Investigation, Arrest, and Trial
The following morning, Ronald DeFeo attempted to secure an alibi by saying that he was unable to reach anyone from home and that his father did not show up for work that day. At around 6:30 PM, that same evening, he entered Henry’s Bar in a frenzy, asking for people’s help citing that his parents were shot. He was accompanied back home with a small group of people and later called the police. When the authorities showed up, he named one of the family’s hit man, Louis Falini, as the one responsible for the killings, therefore, placing him in protective custody.
The local authorities were set on the testimony released by DeFeo but an investigation went on further, and more pieces of evidence were surfaced, the testimony along with the evidence found at the scene of the crime grew inconsistent, so did his story. A day later, he finally confessed to the crime.
Ronald DeFeo's trial launched a year after the murders on October 14, 1975, with William Weber as his defense attorney. Weber pleaded an insanity plea for his case as supported by his psychiatrist, Sr. Daniel Schwartz but it was shot down by the Dr. Harold Zolan, the case’s psychiatrist for prosecution.

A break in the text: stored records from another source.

use crate::{
    classify::Category,
    config::Locale,
    display::canvas::{Canvas, Ink, SCREEN_WIDTH},
};

/// Instructional text rendered beneath the icon, one string per supported
/// locale. These live on the rendering side on purpose: the classifier only
/// ever emits a category and the extracted message, never localized copy.
#[derive(Debug, Clone, Copy, PartialEq, Eq)]
pub struct InstructionSet {
    pub en: &'static str,
    pub es: &'static str,
    pub fr: &'static str,
}

impl InstructionSet {
    pub fn for_locale(&self, locale: Locale) -> &'static str {
        match locale {
            Locale::En => self.en,
            Locale::Es => self.es,
            Locale::Fr => self.fr,
        }
    }
}

/// Resolved visual plan for one alert: which icon routine to run and which
/// instruction trio to print. Total over `Category`; `Unknown` always
/// resolves to the generic warning scene.
#[derive(Clone, Copy)]
pub struct SceneDescriptor {
    pub title: &'static str,
    pub icon: fn(&mut Canvas),
    pub instructions: InstructionSet,
}

pub fn select_scene(category: Category) -> SceneDescriptor {
    match category {
        Category::Flood => SceneDescriptor {
            title: "FLOOD",
            icon: draw_flood_icon,
            instructions: InstructionSet {
                en: "Move to higher ground",
                es: "Vaya a un lugar elevado",
                fr: "Rejoignez un terrain eleve",
            },
        },
        Category::Typhoon => SceneDescriptor {
            title: "TYPHOON",
            icon: draw_typhoon_icon,
            instructions: InstructionSet {
                en: "Stay indoors, away from windows",
                es: "Quedese dentro, lejos de ventanas",
                fr: "Restez a l'interieur, loin des fenetres",
            },
        },
        Category::Disease => SceneDescriptor {
            title: "DISEASE",
            icon: draw_disease_icon,
            instructions: InstructionSet {
                en: "Avoid contact, wash hands",
                es: "Evite el contacto, lavese las manos",
                fr: "Evitez les contacts, lavez-vous les mains",
            },
        },
        Category::Drought => SceneDescriptor {
            title: "DROUGHT",
            icon: draw_drought_icon,
            instructions: InstructionSet {
                en: "Conserve water",
                es: "Ahorre agua",
                fr: "Economisez l'eau",
            },
        },
        Category::Heatwave => SceneDescriptor {
            title: "HEATWAVE",
            icon: draw_heatwave_icon,
            instructions: InstructionSet {
                en: "Stay cool, drink water",
                es: "Mantengase fresco, beba agua",
                fr: "Restez au frais, buvez de l'eau",
            },
        },
        Category::Unknown => SceneDescriptor {
            title: "ALERT",
            icon: draw_generic_warning_icon,
            instructions: InstructionSet {
                en: "Follow official guidance",
                es: "Siga las indicaciones oficiales",
                fr: "Suivez les consignes officielles",
            },
        },
    }
}

// Icon routines draw into the top third of the panel. Shapes only: the
// e-paper driver has no image support.

const ICON_TOP: u32 = 24;
const ICON_MID_X: u32 = SCREEN_WIDTH / 2;

fn draw_flood_icon(canvas: &mut Canvas) {
    canvas.rect(ICON_MID_X - 20, ICON_TOP, 40, 28, Ink::Black, false);
    for row in 0..3 {
        let y = ICON_TOP + 36 + row * 8;
        canvas.line(ICON_MID_X - 28, y, ICON_MID_X + 28, y, Ink::Black);
    }
}

fn draw_typhoon_icon(canvas: &mut Canvas) {
    for ring in 0..3 {
        let inset = ring * 8;
        canvas.rect(
            ICON_MID_X - 24 + inset,
            ICON_TOP + inset,
            48 - inset * 2,
            48 - inset * 2,
            Ink::Black,
            false,
        );
    }
}

fn draw_disease_icon(canvas: &mut Canvas) {
    canvas.rect(ICON_MID_X - 6, ICON_TOP, 12, 48, Ink::Red, true);
    canvas.rect(ICON_MID_X - 24, ICON_TOP + 18, 48, 12, Ink::Red, true);
}

fn draw_drought_icon(canvas: &mut Canvas) {
    canvas.rect(ICON_MID_X - 12, ICON_TOP + 12, 24, 24, Ink::Black, false);
    for i in 0..4 {
        let offset = i * 12;
        canvas.line(
            ICON_MID_X - 18 + offset,
            ICON_TOP + 48,
            ICON_MID_X - 22 + offset,
            ICON_TOP + 58,
            Ink::Black,
        );
    }
}

fn draw_heatwave_icon(canvas: &mut Canvas) {
    canvas.rect(ICON_MID_X - 4, ICON_TOP, 8, 40, Ink::Black, false);
    canvas.rect(ICON_MID_X - 8, ICON_TOP + 40, 16, 16, Ink::Red, true);
}

fn draw_generic_warning_icon(canvas: &mut Canvas) {
    canvas.line(ICON_MID_X, ICON_TOP, ICON_MID_X - 26, ICON_TOP + 48, Ink::Red);
    canvas.line(ICON_MID_X, ICON_TOP, ICON_MID_X + 26, ICON_TOP + 48, Ink::Red);
    canvas.line(
        ICON_MID_X - 26,
        ICON_TOP + 48,
        ICON_MID_X + 26,
        ICON_TOP + 48,
        Ink::Red,
    );
    canvas.text(ICON_MID_X - 2, ICON_TOP + 36, "!", Ink::Red);
}

#[cfg(test)]
mod tests {
    use crate::{classify::Category, config::Locale, display::canvas::Canvas};

    use super::select_scene;

    const ALL_CATEGORIES: [Category; 6] = [
        Category::Flood,
        Category::Typhoon,
        Category::Disease,
        Category::Drought,
        Category::Heatwave,
        Category::Unknown,
    ];

    #[test]
    fn every_category_resolves_to_a_drawable_scene() {
        for category in ALL_CATEGORIES {
            let scene = select_scene(category);
            let mut canvas = Canvas::new();
            (scene.icon)(&mut canvas);
            assert!(
                !canvas.ops().is_empty(),
                "icon routine for {category:?} drew nothing"
            );
            assert!(!scene.title.is_empty());
        }
    }

    #[test]
    fn every_scene_carries_all_three_locales() {
        for category in ALL_CATEGORIES {
            let scene = select_scene(category);
            for locale in [Locale::En, Locale::Es, Locale::Fr] {
                assert!(!scene.instructions.for_locale(locale).is_empty());
            }
        }
    }

    #[test]
    fn unknown_category_gets_the_generic_warning_scene() {
        assert_eq!(select_scene(Category::Unknown).title, "ALERT");
    }
}
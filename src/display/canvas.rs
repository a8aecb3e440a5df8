/// Desktop stand-in for the 128x256 e-paper module. The real panel can only
/// show black, white and red, and only text, lines and rectangles; the
/// simulated canvas enforces the same vocabulary so UI work translates
/// straight to the hardware build.
pub const SCREEN_WIDTH: u32 = 128;
pub const SCREEN_HEIGHT: u32 = 256;

#[derive(Debug, Clone, Copy, PartialEq, Eq)]
pub enum Ink {
    Black,
    White,
    Red,
}

#[derive(Debug, Clone, PartialEq, Eq)]
pub enum DrawOp {
    Rect {
        x: u32,
        y: u32,
        width: u32,
        height: u32,
        ink: Ink,
        filled: bool,
    },
    Line {
        x0: u32,
        y0: u32,
        x1: u32,
        y1: u32,
        ink: Ink,
    },
    Text {
        x: u32,
        y: u32,
        text: String,
        ink: Ink,
    },
}

/// One frame under construction. Ops are recorded in draw order; a refresh
/// on the hardware build replays them against the panel driver, and tests
/// inspect them directly.
#[derive(Debug, Clone, Default)]
pub struct Canvas {
    ops: Vec<DrawOp>,
}

impl Canvas {
    pub fn new() -> Self {
        Self::default()
    }

    pub fn clear(&mut self) {
        self.ops.clear();
    }

    pub fn rect(&mut self, x: u32, y: u32, width: u32, height: u32, ink: Ink, filled: bool) {
        self.ops.push(DrawOp::Rect {
            x,
            y,
            width,
            height,
            ink,
            filled,
        });
    }

    pub fn line(&mut self, x0: u32, y0: u32, x1: u32, y1: u32, ink: Ink) {
        self.ops.push(DrawOp::Line { x0, y0, x1, y1, ink });
    }

    pub fn text(&mut self, x: u32, y: u32, text: impl Into<String>, ink: Ink) {
        self.ops.push(DrawOp::Text {
            x,
            y,
            text: text.into(),
            ink,
        });
    }

    pub fn border(&mut self) {
        self.rect(0, 0, SCREEN_WIDTH, SCREEN_HEIGHT, Ink::Black, false);
    }

    pub fn ops(&self) -> &[DrawOp] {
        &self.ops
    }

    /// Every text op in draw order, top to bottom as it appears on screen.
    pub fn text_lines(&self) -> Vec<&str> {
        self.ops
            .iter()
            .filter_map(|op| match op {
                DrawOp::Text { text, .. } => Some(text.as_str()),
                _ => None,
            })
            .collect()
    }
}
use std::sync::Arc;

use anyhow::{Context, Result};
use tokio::{
    signal::unix::{SignalKind, signal},
    sync::mpsc,
};
use tokio_util::sync::CancellationToken;

use inkalert::{
    auth::Authenticator,
    classify::Classifier,
    cli::config_path_from_args,
    config::Config,
    dispatch::AlertDispatcher,
    display::{ScenePort, SimulatedPanel, run_display_loop},
    listener::AlertListener,
    logging::init_tracing,
    pipeline::AlertPipeline,
};

#[tokio::main]
async fn main() -> Result<()> {
    let config_path = config_path_from_args()?;
    let config = if config_path.exists() {
        Config::load(&config_path)
            .with_context(|| format!("failed to load config from {}", config_path.display()))?
    } else {
        Config::default()
    };

    let logging_guard = init_tracing(&config.logging)?;
    tracing::info!(
        target: "main",
        run_id = logging_guard.run_id(),
        config = %config_path.display(),
        "inkalert starting"
    );

    // Explicit wiring, no process-wide singletons: every component is built
    // here once and handed to its consumer.
    let authenticator = Authenticator::new(
        config.listener.auth_code_bytes()?,
        config.listener.allowed_hosts.clone(),
    );
    let classifier = Classifier::new();

    let (scene_tx, scene_rx) = mpsc::channel(config.display.scene_queue_capacity.max(1));
    let dispatcher = AlertDispatcher::new(scene_tx, config.display.overflow);
    let pipeline = Arc::new(AlertPipeline::new(authenticator, classifier, dispatcher));

    let panel: Arc<dyn ScenePort> = Arc::new(SimulatedPanel::new(config.display.locale));
    let shutdown = CancellationToken::new();

    let display_task = tokio::spawn(run_display_loop(
        scene_rx,
        Arc::clone(&panel),
        shutdown.clone(),
    ));

    let listener = AlertListener::bind(
        &config.listener.bind_host,
        config.listener.port,
        config.listener.max_packet_bytes,
        Arc::clone(&pipeline),
    )
    .await?;
    let listener_task = tokio::spawn(listener.run(shutdown.clone()));

    let mut sigint =
        signal(SignalKind::interrupt()).context("unable to listen for SIGINT (Ctrl+C)")?;
    let mut sigterm = signal(SignalKind::terminate()).context("unable to listen for SIGTERM")?;

    let signal_name = tokio::select! {
        _ = sigint.recv() => "SIGINT",
        _ = sigterm.recv() => "SIGTERM",
    };

    tracing::info!(target: "main", signal = signal_name, "shutting down");
    shutdown.cancel();

    listener_task.await.context("listener task join failed")??;
    display_task.await.context("display task join failed")?;

    eprintln!("inkalert stopped: received {signal_name}");
    Ok(())
}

Zolan argued that DeFeo suffered not from insanity but from an antisocial personality disorder which the jurors agreed.
On November 21, 1975, two years after the gruesome murders, Ronald DeFeo was sentenced to six consecutive life sentences and was charged guilty of six counts of second-degree murders. He is currently serving his life term at Green Haven Correctional Facility located in Beekman, New York.